By analyzing the internal dynamics—such as attention entropy, eigenvalue stability, and penalty matrix visualization—we verify that VLA successfully learns to selectively memorize and forget.


1. Symbolic & Diagnostic Experiments

Before evaluating on sequence modeling tasks, we rigorously analyze the mathematical properties of the VLA recurrence. These experiments ensure the system behaves stably under prolonged execution and correctly reconstructs target sequences.

Penalty Matrix Evolution (\(\Delta M_t\))

The core innovation of VLA is the dynamic penalty matrix \(M_t\). By visualizing \(M_t\), we can explicitly observe the model learning to penalize specific dimensions over time.

Penalty Heatmap Fig 1: Heatmap showing the evolution of the penalty matrix \(M_t\) across a sequence. VLA aggressively increases the penalty on dimensions corresponding to irrelevant historical tokens.

Eigenvalue Stability

A major challenge in unconstrained linear RNNs and state-space models is numerical explosion or vanishing activations. The Sherman-Morrison inverse updates in VLA naturally bound the eigenvalues of the memory system.

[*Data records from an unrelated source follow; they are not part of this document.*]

//! Frame rendering: the render adapter seam and its Cairo implementation.

use super::color::{self, Color};
use super::point::Point;
use crate::config::ColorsConfig;
use crate::input::{Algorithm, InputState, Layout};

/// Colors used to paint a frame.
#[derive(Debug, Clone, Copy, PartialEq)]
pub struct Palette {
    /// Drawing region background
    pub background: Color,
    /// Thin cell grid
    pub grid_lines: Color,
    /// Center axes
    pub axis_lines: Color,
    /// Rasterized cells
    pub points: Color,
    /// Sidebar panel fill
    pub sidebar: Color,
    /// Sidebar text and active outlines
    pub text: Color,
    /// Unselected tool rows and the idle radius box outline
    pub muted: Color,
}

impl Default for Palette {
    fn default() -> Self {
        Self {
            background: color::BLACK,
            grid_lines: color::DARK_GRAY,
            axis_lines: color::WHITE,
            points: color::RED,
            sidebar: color::BLUE,
            text: color::WHITE,
            muted: color::BLACK,
        }
    }
}

impl Palette {
    pub fn from_config(colors: &ColorsConfig) -> Self {
        Self {
            background: colors.background.to_color(),
            grid_lines: colors.grid_lines.to_color(),
            axis_lines: colors.axis_lines.to_color(),
            points: colors.points.to_color(),
            sidebar: colors.sidebar.to_color(),
            text: colors.text.to_color(),
            muted: colors.muted.to_color(),
        }
    }
}

/// Semantic sidebar content handed to the render adapter.
#[derive(Debug, Clone, Copy, PartialEq)]
pub struct SidebarChrome<'a> {
    /// Currently selected algorithm
    pub algorithm: Algorithm,
    /// Radius buffer contents
    pub radius_text: &'a str,
    /// Whether keys go to the radius buffer
    pub editing: bool,
    /// Whether the pending radius entry was invalidated by a non-digit
    pub rejected: bool,
    /// Duration of the last algorithm run in seconds
    pub last_execution_secs: f64,
}

impl<'a> SidebarChrome<'a> {
    pub fn from_state(state: &'a InputState) -> Self {
        Self {
            algorithm: state.algorithm,
            radius_text: state.radius_input.text(),
            editing: state.radius_input.is_editing(),
            rejected: state.radius_input.is_rejected(),
            last_execution_secs: state.history.last_execution_secs(),
        }
    }
}

/// Drawing surface the frame loop renders through.
///
/// Implementations own every visual decision; callers only supply semantic
/// data (cells, the selected algorithm, buffer contents, timing).
pub trait RenderAdapter {
    /// Resets the surface to the background before a full redraw.
    fn begin_frame(&mut self);
    /// Fills one grid cell.
    fn draw_pixel_cell(&mut self, cell: Point, color: Color);
    /// Draws the thin cell grid over the drawing region.
    fn draw_grid_lines(&mut self);
    /// Draws the horizontal and vertical center axes.
    fn draw_axis_lines(&mut self);
    /// Draws the sidebar panel, labels, radius box and tool rows.
    fn draw_sidebar_chrome(&mut self, chrome: &SidebarChrome<'_>);
}

/// Redraws a complete frame: background, grid, axes, sidebar, then every
/// history cell in insertion order.
///
/// Cells outside the drawing grid (circles can spill past the edges) are
/// skipped so they never paint over the sidebar.
pub fn render_frame<R: RenderAdapter + ?Sized>(
    renderer: &mut R,
    state: &InputState,
    point_color: Color,
) {
    renderer.begin_frame();
    renderer.draw_grid_lines();
    renderer.draw_axis_lines();
    renderer.draw_sidebar_chrome(&SidebarChrome::from_state(state));

    for cell in state.history.points() {
        if state.layout.contains_cell(*cell) {
            renderer.draw_pixel_cell(*cell, point_color);
        }
    }
}

/// Render adapter drawing onto a Cairo context.
pub struct CairoRenderer<'a> {
    ctx: &'a cairo::Context,
    layout: Layout,
    palette: Palette,
}

impl<'a> CairoRenderer<'a> {
    pub fn new(ctx: &'a cairo::Context, layout: Layout, palette: Palette) -> Self {
        Self {
            ctx,
            layout,
            palette,
        }
    }
}

impl RenderAdapter for CairoRenderer<'_> {
    fn begin_frame(&mut self) {
        self.palette.background.apply(self.ctx);
        let _ = self.ctx.paint();
    }

    fn draw_pixel_cell(&mut self, cell: Point, color: Color) {
        let size = f64::from(self.layout.cell_size);
        color.apply(self.ctx);
        self.ctx.rectangle(
            f64::from(cell.x) * size,
            f64::from(cell.y) * size,
            size,
            size,
        );
        let _ = self.ctx.fill();
    }

    fn draw_grid_lines(&mut self) {
        let ctx = self.ctx;
        let width = self.layout.drawing_width();
        let height = self.layout.window_height();
        let step = self.layout.cell_size.max(1) as usize;

        self.palette.grid_lines.apply(ctx);
        ctx.set_line_width(1.0);
        // Offset by half a pixel so 1px lines land on pixel centers
        for x in (0..width).step_by(step) {
            ctx.move_to(f64::from(x) + 0.5, 0.0);
            ctx.line_to(f64::from(x) + 0.5, f64::from(height));
        }
        for y in (0..height).step_by(step) {
            ctx.move_to(0.0, f64::from(y) + 0.5);
            ctx.line_to(f64::from(width), f64::from(y) + 0.5);
        }
        let _ = ctx.stroke();
    }

    fn draw_axis_lines(&mut self) {
        let ctx = self.ctx;
        let width = f64::from(self.layout.drawing_width());
        let height = f64::from(self.layout.window_height());

        self.palette.axis_lines.apply(ctx);
        ctx.set_line_width(2.0);
        ctx.move_to(0.0, (height / 2.0).floor());
        ctx.line_to(width, (height / 2.0).floor());
        ctx.move_to((width / 2.0).floor(), 0.0);
        ctx.line_to((width / 2.0).floor(), height);
        let _ = ctx.stroke();
    }

    fn draw_sidebar_chrome(&mut self, chrome: &SidebarChrome<'_>) {
        crate::ui::render_sidebar(self.ctx, &self.layout, &self.palette, chrome);
    }
}
//! RGBA color type and predefined color constants.

/// Represents an RGBA color with floating-point components.
///
/// All components are in the range 0.0 (minimum) to 1.0 (maximum).
///
/// # Examples
///
/// ```
/// use rastergrid::draw::Color;
/// let red = Color { r: 1.0, g: 0.0, b: 0.0, a: 1.0 };
/// assert_eq!(red, Color::from_rgb8(255, 0, 0));
/// ```
#[derive(Clone, Copy, Debug, PartialEq)]
pub struct Color {
    /// Red component (0.0 = no red, 1.0 = full red)
    pub r: f64,
    /// Green component (0.0 = no green, 1.0 = full green)
    pub g: f64,
    /// Blue component (0.0 = no blue, 1.0 = full blue)
    pub b: f64,
    /// Alpha/transparency (0.0 = fully transparent, 1.0 = fully opaque)
    pub a: f64,
}

impl Color {
    /// Creates a new color from RGBA components.
    pub const fn new(r: f64, g: f64, b: f64, a: f64) -> Self {
        Self { r, g, b, a }
    }

    /// Creates an opaque color from 0-255 channel values.
    pub fn from_rgb8(r: u8, g: u8, b: u8) -> Self {
        Self {
            r: f64::from(r) / 255.0,
            g: f64::from(g) / 255.0,
            b: f64::from(b) / 255.0,
            a: 1.0,
        }
    }

    /// Makes this color the current Cairo source.
    pub fn apply(&self, ctx: &cairo::Context) {
        ctx.set_source_rgba(self.r, self.g, self.b, self.a);
    }
}

// ============================================================================
// Predefined Color Constants
// ============================================================================

/// Rasterized cells (R=1.0, G=0.0, B=0.0)
pub const RED: Color = Color::new(1.0, 0.0, 0.0, 1.0);

/// Axis lines and sidebar text (R=1.0, G=1.0, B=1.0)
pub const WHITE: Color = Color::new(1.0, 1.0, 1.0, 1.0);

/// Canvas background (R=0.0, G=0.0, B=0.0)
pub const BLACK: Color = Color::new(0.0, 0.0, 0.0, 1.0);

/// Grid lines and the inactive radius box outline (30, 30, 30)
pub const DARK_GRAY: Color = Color::new(30.0 / 255.0, 30.0 / 255.0, 30.0 / 255.0, 1.0);

/// Sidebar panel fill (0, 100, 255)
pub const BLUE: Color = Color::new(0.0, 100.0 / 255.0, 1.0, 1.0);

/// Radius box outline when the pending entry has been invalidated
pub const ORANGE: Color = Color::new(1.0, 0.5, 0.0, 1.0);
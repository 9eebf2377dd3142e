mod actions;
mod core;
mod mouse;
mod radius;
#[cfg(test)]
mod tests;

pub use self::core::{DrawingState, InputState, PendingGesture};
pub use radius::RadiusInput;
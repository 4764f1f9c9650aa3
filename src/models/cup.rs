//! Cup (the tournament aggregate), Stage and CupStatus.

use crate::models::game::{CupMatch, MatchId};
use crate::models::team::{Team, TeamId};
use serde::{Deserialize, Serialize};

/// Every stage a cup can have, in play order. A cup uses the trailing
/// `log2(field_size)` entries, so the last stage is always the Final.
pub const CUP_STAGES: [&str; 4] = ["Round of 16", "Quarter-Finals", "Semifinal", "Final"];

/// Default number of teams entering a cup.
pub const DEFAULT_FIELD_SIZE: usize = 16;

/// Largest field the stage list can name.
pub const MAX_FIELD_SIZE: usize = 1 << CUP_STAGES.len();

/// Errors that can occur during cup operations.
#[derive(Clone, Debug, Eq, PartialEq)]
pub enum CupError {
    /// Field size is not a power of two in `2..=MAX_FIELD_SIZE` (byes are not supported).
    UnsupportedFieldSize(usize),
    /// The roster cannot supply even a two-team field.
    NotEnoughTeams { available: usize },
    /// No match with this id in any stage built so far.
    MatchNotFound(MatchId),
    /// The match exists but the player's team is not in it.
    NotAPlayerMatch(MatchId),
    /// The cup is finished or halted.
    NotActive,
}

impl std::fmt::Display for CupError {
    fn fmt(&self, f: &mut std::fmt::Formatter<'_>) -> std::fmt::Result {
        match self {
            CupError::UnsupportedFieldSize(n) => write!(
                f,
                "Field size {} is not supported (must be a power of two between 2 and {})",
                n, MAX_FIELD_SIZE
            ),
            CupError::NotEnoughTeams { available } => {
                write!(f, "Need at least 2 teams for a cup (roster has {})", available)
            }
            CupError::MatchNotFound(id) => write!(f, "Match {} not found", id),
            CupError::NotAPlayerMatch(id) => write!(f, "Match {} is not a player match", id),
            CupError::NotActive => write!(f, "Cup is not active"),
        }
    }
}

impl std::error::Error for CupError {}

/// Stage names for a cup of `field_size` teams.
pub fn stage_names_for(field_size: usize) -> Result<&'static [&'static str], CupError> {
    if field_size < 2 || field_size > MAX_FIELD_SIZE || !field_size.is_power_of_two() {
        return Err(CupError::UnsupportedFieldSize(field_size));
    }
    let rounds = field_size.trailing_zeros() as usize;
    Ok(&CUP_STAGES[CUP_STAGES.len() - rounds..])
}

/// Current phase of the cup.
#[derive(Clone, Copy, Debug, Default, Eq, PartialEq, Serialize, Deserialize)]
#[serde(rename_all = "snake_case")]
pub enum CupStatus {
    #[default]
    Active,
    /// Champion decided; `cup_winner` is set.
    Finished,
    /// A stage completed without winners. The cup stops progressing; see `Cup::diagnostic`.
    Error,
}

/// One round of the bracket.
#[derive(Clone, Debug, Eq, PartialEq, Serialize, Deserialize)]
pub struct Stage {
    pub name: String,
    pub matches: Vec<CupMatch>,
}

impl Stage {
    pub fn is_complete(&self) -> bool {
        self.matches.iter().all(CupMatch::played)
    }
}

/// Full cup state: the player's team, every stage built so far, and the outcome.
#[derive(Clone, Debug, Serialize, Deserialize)]
pub struct Cup {
    pub player_team: Team,
    pub field_size: usize,
    /// The stages this cup will go through, in order.
    pub stage_names: Vec<String>,
    pub current_stage_index: usize,
    /// Stages built so far, appended one at a time and never removed.
    pub stages: Vec<Stage>,
    /// Winners of the stage just completed, in match order. Empty between advances.
    pub advancing_teams: Vec<Team>,
    pub status: CupStatus,
    pub cup_winner: Option<Team>,
    /// Set when `status` is `Error`.
    pub diagnostic: Option<String>,
}

impl Cup {
    pub fn player_team_id(&self) -> TeamId {
        self.player_team.id
    }

    pub fn current_stage_name(&self) -> &str {
        &self.stage_names[self.current_stage_index]
    }

    pub fn is_last_stage(&self) -> bool {
        self.current_stage_index + 1 >= self.stage_names.len()
    }

    /// The stage currently being played, if it has been built.
    pub fn current_stage(&self) -> Option<&Stage> {
        self.stage(self.current_stage_name())
    }

    pub fn current_stage_mut(&mut self) -> Option<&mut Stage> {
        let name = self.stage_names[self.current_stage_index].clone();
        self.stages.iter_mut().find(|s| s.name == name)
    }

    pub fn stage(&self, name: &str) -> Option<&Stage> {
        self.stages.iter().find(|s| s.name == name)
    }

    pub fn find_match_mut(&mut self, match_id: &str) -> Option<&mut CupMatch> {
        self.stages
            .iter_mut()
            .flat_map(|s| s.matches.iter_mut())
            .find(|m| m.id == match_id)
    }

    /// Look up a match by id in any stage.
    pub fn find_match(&self, match_id: &str) -> Option<&CupMatch> {
        self.stages
            .iter()
            .flat_map(|s| s.matches.iter())
            .find(|m| m.id == match_id)
    }

    /// Number of resolved matches across every stage.
    pub fn played_match_count(&self) -> usize {
        self.stages
            .iter()
            .flat_map(|s| s.matches.iter())
            .filter(|m| m.played())
            .count()
    }

    pub fn is_active(&self) -> bool {
        self.status == CupStatus::Active
    }
}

Eigenvalues Plot Fig 2: Eigenvalues of the memory matrix \(S_t\) over 10,000 timesteps. VLA maintains strict numerical stability (eigenvalues near 1), preventing the exponential growth that plagues standard linear transformers on extremely long contexts.


2. Synthetic Memory Tasks

We test VLA on fundamental memory operations: copying a sequence and recalling a specific token after a long delay. These tasks are notoriously difficult for standard Linear Attention due to “attention dilution”.

The Copy Task

The model must observe a sequence of length \(T\) and exactly reproduce it. The loss should decrease monotonically.

Synthetic Copy Fig 3: VLA achieves near-zero loss significantly faster than DeltaNet and standard Linear Transformers. The exact inverse tracking allows VLA to perfectly capture the sequence without degradation.

The Delayed Recall Task

The model observes a key-value pair, processes a sequence of pure noise of length \(T\), and is then asked to recall the value associated with the key.

Delayed Recall Fig 4: As the delay length increases (e.g., \(T > 1000\)), LT entirely forgets the key. VLA successfully retrieves the value by setting the penalty \(\lambda_t \to 0\) for the target key and \(\lambda_t \to \infty\) for the noise tokens, maintaining a pristine memory state.


3. Long Range Arena (LRA) Benchmark

The Long Range Arena is a suite of tasks specifically designed to evaluate efficient transformers on sequences ranging from 1K to 16K tokens. We compare VLA against strong baselines across multiple domains (text, images, mathematics).

Overall Performance

LRA Overall Fig 5: VLA consistently outperforms standard Linear Transformers and remains highly competitive with DeltaNet across all LRA tasks, achieving state-of-the-art results on memory-intensive subtasks.

Task-Specific Analysis

LRA Per Task Fig 6: Breakdown of LRA performance. VLA exhibits particularly strong gains on the Path-X task (16K sequence length), proving its ability to model extreme long-range dependencies where standard attention mechanisms fail due to \(\mathcal{O}(N^2)\) constraints.


Summary

The empirical results confirm our theoretical hypotheses:

  1. Expressivity: VLA perfectly solves synthetic memory bottlenecks.

  2. Stability: The matrix inverse recurrence remains strictly stable for sequence lengths exceeding \(10^4\).

  3. Scalability: VLA delivers state-of-the-art accuracy on long-context benchmarks while maintaining \(\mathcal{O}(T d^2)\) runtime complexity.